[Extracted entries]:
+ + + +
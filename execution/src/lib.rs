//! Pitchside game logic.
//!
//! Everything here is written against the [`Ledger`] trait: score and rank computation,
//! opponent selection, the match and penalty simulators, registration and the admin
//! actions. Storage backends live elsewhere (the server ships a SQLite ledger); tests use
//! the in-memory [`Memory`] ledger behind the `mocks` feature.
//!
//! ## Consistency rules
//! - Every balance or counter change is one atomic conditional ledger call
//!   ([`Ledger::settle_match`], [`Ledger::settle_minigame`], ...). Nothing here does a
//!   separate read-then-write on the same row.
//! - Success is always recomputed from the stored counters; there is no cached score.
//! - Randomness comes from the `Rng` passed in, so seeded runs are reproducible.
//!
//! ## Playing a match
//! ```rust,ignore
//! use pitchside_execution::{matches::play_match, mocks, Memory};
//! use pitchside_types::GameRules;
//!
//! # async fn example() -> Result<(), pitchside_types::GameError> {
//! let ledger = Memory::with_users([mocks::user(1), mocks::ranked_user(2, 3)]);
//! let rules = GameRules::default().without_waits();
//! let mut rng = mocks::seeded_rng(7);
//! let report = play_match(&ledger, &rules, 1, &mut rng).await?;
//! println!("{:?}", report.result.outcome);
//! # Ok(())
//! # }
//! ```

pub mod access;
pub mod account;
pub mod admin;
pub mod leaderboard;
pub mod matches;
pub mod opponent;
pub mod penalty;
pub mod score;

#[cfg(any(test, feature = "mocks"))]
pub mod mocks;

mod pacing;
mod state;

pub use access::{admit, guarded};
pub use account::Registration;
pub use admin::AdminPolicy;
pub use score::RankKey;
pub use state::{Conditional, Ledger, MatchSettlement, MinigameSettlement};

#[cfg(any(test, feature = "mocks"))]
pub use state::Memory;
//! The penalty shoot-out mini-game.
//!
//! Access is gated on success score; each series spends one daily attempt and pays a fixed
//! reward per goal. Spending the attempt and crediting the reward is one conditional ledger
//! update, applied before the pacing pause.

use pitchside_types::{GameError, GameRules, MinigameReport, MinigameResult, UserRecord};
use rand::Rng;
use tracing::{info, warn};

use crate::pacing::{draw_inclusive, draw_wait, pause};
use crate::score::compute_success;
use crate::state::{unavailable, Conditional, Ledger, MinigameSettlement};

/// Whether `user` has reached the success needed to see the mini-game.
pub fn is_eligible(user: &UserRecord, rules: &GameRules) -> bool {
    compute_success(user, &rules.coefficients) >= rules.penalty_success_requirement
}

pub async fn check_minigame_access<L: Ledger>(
    ledger: &L,
    rules: &GameRules,
    user_id: u64,
) -> Result<bool, GameError> {
    let user = ledger
        .get_user(user_id)
        .await
        .map_err(unavailable)?
        .ok_or(GameError::NotFound { user_id })?;
    Ok(is_eligible(&user, rules))
}

/// Like [`check_minigame_access`], but turns a locked mini-game into
/// [`GameError::NotEligible`] and hands back the loaded record.
pub async fn require_minigame_access<L: Ledger>(
    ledger: &L,
    rules: &GameRules,
    user_id: u64,
) -> Result<UserRecord, GameError> {
    let user = ledger
        .get_user(user_id)
        .await
        .map_err(unavailable)?
        .ok_or(GameError::NotFound { user_id })?;
    let success = compute_success(&user, &rules.coefficients);
    if success < rules.penalty_success_requirement {
        return Err(GameError::NotEligible {
            success,
            required: rules.penalty_success_requirement,
        });
    }
    Ok(user)
}

/// Plays one penalty series.
///
/// Eligibility is the caller's concern (see [`require_minigame_access`]); this only checks
/// the remaining attempts.
pub async fn play_minigame<L: Ledger, R: Rng>(
    ledger: &L,
    rules: &GameRules,
    user_id: u64,
    rng: &mut R,
) -> Result<MinigameReport, GameError> {
    let user = ledger
        .get_user(user_id)
        .await
        .map_err(unavailable)?
        .ok_or(GameError::NotFound { user_id })?;
    if user.minigame_attempts_left == 0 {
        return Err(GameError::NoAttemptsLeft);
    }

    let goals = draw_inclusive(rules.penalty_goals(), rng);
    let reward = u64::from(goals).saturating_mul(rules.penalty_goal_reward);
    let wait = draw_wait(rules.penalty_wait_ms(), rng);

    let after = match ledger
        .settle_minigame(user_id, &MinigameSettlement { reward })
        .await
        .map_err(unavailable)?
    {
        Conditional::Applied(after) => after,
        Conditional::Rejected(_) => {
            warn!(user_id, "penalty series rejected at settlement: attempt spent concurrently");
            return Err(GameError::NoAttemptsLeft);
        }
        Conditional::Missing => return Err(GameError::NotFound { user_id }),
    };
    info!(
        user_id,
        goals,
        reward,
        attempts_left = after.minigame_attempts_left,
        "penalty series settled"
    );

    pause(wait).await;

    Ok(MinigameReport {
        locale: user.profile.locale,
        result: MinigameResult {
            goals,
            reward,
            attempts_left: after.minigame_attempts_left,
        },
    })
}

#[cfg(test)]
mod tests {
    use super::*;
    use crate::mocks::{ranked_user, seeded_rng, user};
    use crate::state::Memory;

    fn rules() -> GameRules {
        GameRules::default().without_waits()
    }

    #[tokio::test]
    async fn test_no_attempts_left_changes_nothing() {
        let mut subject = user(1);
        subject.minigame_attempts_left = 0;
        let ledger = Memory::with_users([subject]);
        let before = ledger.snapshot(1).unwrap();
        let mut rng = seeded_rng(0);
        assert_eq!(
            play_minigame(&ledger, &rules(), 1, &mut rng).await,
            Err(GameError::NoAttemptsLeft)
        );
        assert_eq!(ledger.snapshot(1).unwrap(), before);
    }

    #[tokio::test]
    async fn test_reward_is_credited_per_goal() {
        let rules = GameRules {
            penalty_min_goals: 2,
            penalty_max_goals: 2,
            penalty_goal_reward: 10,
            ..rules()
        };
        let ledger = Memory::with_users([user(1)]);
        let before = ledger.snapshot(1).unwrap();
        assert_eq!(before.minigame_attempts_left, 3);
        let mut rng = seeded_rng(0);
        let report = play_minigame(&ledger, &rules, 1, &mut rng).await.unwrap();
        assert_eq!(
            report.result,
            MinigameResult {
                goals: 2,
                reward: 20,
                attempts_left: 2,
            }
        );
        let after = ledger.snapshot(1).unwrap();
        assert_eq!(after.balances.coins, before.balances.coins + 20);
        assert_eq!(after.balances.received_coins, before.balances.received_coins + 20);
        assert_eq!(after.minigame_attempts_left, 2);
    }

    #[tokio::test]
    async fn test_goals_within_range() {
        let rules = rules();
        let mut subject = user(1);
        subject.minigame_attempts_left = 200;
        let ledger = Memory::with_users([subject]);
        let mut rng = seeded_rng(3);
        for _ in 0..200 {
            let report = play_minigame(&ledger, &rules, 1, &mut rng).await.unwrap();
            assert!(rules.penalty_goals().contains(&report.result.goals));
            assert_eq!(
                report.result.reward,
                u64::from(report.result.goals) * rules.penalty_goal_reward
            );
        }
        assert_eq!(
            play_minigame(&ledger, &rules, 1, &mut rng).await,
            Err(GameError::NoAttemptsLeft)
        );
    }

    #[tokio::test]
    async fn test_access_threshold() {
        let rules = rules();
        // 10 victories * 10 = 100, exactly the requirement.
        let ledger = Memory::with_users([ranked_user(1, 10), ranked_user(2, 9)]);
        assert!(check_minigame_access(&ledger, &rules, 1).await.unwrap());
        assert!(!check_minigame_access(&ledger, &rules, 2).await.unwrap());
        assert_eq!(require_minigame_access(&ledger, &rules, 1).await.unwrap().user_id, 1);
        assert_eq!(
            require_minigame_access(&ledger, &rules, 2).await,
            Err(GameError::NotEligible {
                success: 90,
                required: 100,
            })
        );
        assert_eq!(
            check_minigame_access(&ledger, &rules, 3).await,
            Err(GameError::NotFound { user_id: 3 })
        );
    }

    #[tokio::test]
    async fn test_double_tap_spends_one_attempt() {
        let rules = rules();
        let mut subject = user(1);
        subject.minigame_attempts_left = 1;
        let ledger = Memory::with_users([subject]);
        let mut rng_a = seeded_rng(1);
        let mut rng_b = seeded_rng(2);
        let (a, b) = tokio::join!(
            play_minigame(&ledger, &rules, 1, &mut rng_a),
            play_minigame(&ledger, &rules, 1, &mut rng_b)
        );
        let results = [a, b];
        assert_eq!(results.iter().filter(|result| result.is_ok()).count(), 1);
        assert!(results.contains(&Err(GameError::NoAttemptsLeft)));
        assert_eq!(ledger.snapshot(1).unwrap().minigame_attempts_left, 0);
    }

    #[tokio::test]
    async fn test_interleaved_double_tap_is_rejected_at_settlement() {
        let rules = rules();
        let mut subject = user(1);
        subject.minigame_attempts_left = 1;
        let ledger = Memory::with_users([subject]);
        ledger.set_yield_after_read(true);
        let mut rng_a = seeded_rng(1);
        let mut rng_b = seeded_rng(2);
        let (a, b) = tokio::join!(
            play_minigame(&ledger, &rules, 1, &mut rng_a),
            play_minigame(&ledger, &rules, 1, &mut rng_b)
        );
        let results = [a, b];
        assert_eq!(results.iter().filter(|result| result.is_ok()).count(), 1);
        assert!(results.contains(&Err(GameError::NoAttemptsLeft)));
        assert_eq!(ledger.rejected_settlements(), 1);
        assert_eq!(ledger.snapshot(1).unwrap().minigame_attempts_left, 0);
    }

    #[tokio::test]
    async fn test_store_failure_is_reported() {
        let ledger = Memory::with_users([user(1)]);
        ledger.set_offline(true);
        let mut rng = seeded_rng(0);
        assert!(matches!(
            play_minigame(&ledger, &rules(), 1, &mut rng).await,
            Err(GameError::StoreUnavailable(_))
        ));
    }
}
+ + + +
[Task item]:
Copy exactly the lines above, starting at the opening line and finishing at the line in which "conditional ledger call" occurs.

[Exercise solution]:
filename execution/src/lib.rs
//! Pitchside game logic.
//!
//! Everything here is written against the [`Ledger`] trait: score and rank computation,
//! opponent selection, the match and penalty simulators, registration and the admin
//! actions. Storage backends live elsewhere (the server ships a SQLite ledger); tests use
//! the in-memory [`Memory`] ledger behind the `mocks` feature.
//!
//! ## Consistency rules
//! - Every balance or counter change is one atomic conditional ledger call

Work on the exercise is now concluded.